Here are some facts supported by research:
* Adolescent and pre-adolescent children CAN gain strength improvements of up to 70% over an 8 – 12 week resistance training program, with 30-50% being typical gains.
* Strength gains are two-fold between the ages of 7 and 12, suggesting that this may actually be a time to benefit from some form of controlled resistance training.
* Resistance training places stress, loading and demand on muscles that is all important for bone modelling. In other words, the (correct) stress placed on bones by muscles during resistance training actually stimulates growth.
* This effect on bone and bone density is critical in pre-adolescent children, as our maximum bone density capacity as an adult is actually determined by the density levels we achieve during these adolescent and pre-adolescent years. This has been a big issue in swimmers in the past (low bone density and density related medical conditions as adults) due to the focus solely on swimming laps for training – non weight bearing exercise. Now that research and medicine has progressed so far, swimmers now do a significant component of “land based” training to complement their swimming, thereby ensuring improved strength, improved neuro-muscular control, and critically – improved bone density!
* The stresses of resistance training are no worse (and in fact possibly a fair bit better) than the enormous stresses of running, jumping and other vigorous activities that children participate in.
* Much of the strength gain from resistance training in adolescents is thought to come from “neuro-muscular” adaptation. In other words, through repeating a certain exercise or skill, the body will recruit more nerves (and use the existing nerve pathways in better fashion, resulting in improved muscle performance). So the apparent improvement in strength in adolescents is often an improvement in nerve recruitment. This principle is critical in growing children – exposing them to different forms of exercise, across different conditions, and within different sports, allows greater development of skill level, fitness, co-ordination, strength etc.

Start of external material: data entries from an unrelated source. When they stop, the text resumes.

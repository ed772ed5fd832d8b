//! The AI provider seam.
//!
//! Handlers only see [`AiModel`]. The production implementation is
//! [`GeminiClient`](crate::gemini::GeminiClient); it is built once in `main`
//! and injected through [`AppState`](crate::state::AppState).

use async_trait::async_trait;
use thiserror::Error;

use lingofy_core::{ChatMessage, GeneratedImage};

/// System instruction for the in-studio assistant.
pub const ASSISTANT_INSTRUCTION: &str = "You are a friendly AI assistant for Lingofy, an e-commerce platform for creators. Help creators manage their online store. Keep answers concise.";

/// Provider-independent AI failures.
#[derive(Debug, Error)]
pub enum AiError {
    /// The provider could not be reached or failed internally.
    #[error("AI provider unavailable: {0}")]
    Unavailable(String),

    /// The provider is throttling us.
    #[error("AI provider rate limit reached, retry after {0} seconds")]
    RateLimited(u64),

    /// The provider refused the request (bad input, safety block, auth).
    #[error("AI provider rejected the request: {0}")]
    Rejected(String),

    /// The provider answered with something we could not use.
    #[error("AI provider returned an invalid response: {0}")]
    InvalidResponse(String),
}

/// Chat and image generation.
#[async_trait]
pub trait AiModel: Send + Sync {
    /// Reply to a conversation whose last turn is from the user.
    async fn chat(&self, history: &[ChatMessage]) -> Result<String, AiError>;

    /// Generate an image. `Ok(None)` when the model returned no image part.
    async fn generate_image(&self, prompt: &str) -> Result<Option<GeneratedImage>, AiError>;
}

* Research even indicates that injury rates are lower in children who participate in resistance training, compared to their peers who do no resistance training.
So it would seem that the term “muscle bound” really has no relative importance with children and there is no evidence to suggest that children who do strength training will end up with over developed, inelastic and slow to react muscles. You need only look at ballet dancers, who do an incredible amount of strength and resistance based training, and they certainly don’t have overdeveloped inelastic muscle tissue!
Conversely “stunted growth” (or altered growth) does have meaning, and is a potential outcome of a poorly managed or misdiagnosed growth plate injury in an adolescent. It is unlikely that this injury has been due to resistance training however – it is far more likely to be caused by a single traumatic injury during sport.
One of the biggest issues we see in younger children these days is volume and intensity of activity – both training and competition. In many cases, “load management” is the key: reducing the amount of training and game sessions per week that the child does. However there is also an argument that a well designed resistance training program will better prepare the child for the intensive programs that tend to be a part of junior sport these days.
In summary, there is an abundance of research to support resistance training in pre-adolescents and adolescents. Programs should be sensible, progressive (never increasing by more than 10% from one session to another is a good general guide to follow), have adult supervision, be focussed on technique rather than weight or repetitions, and involve a variety of resistance training methods.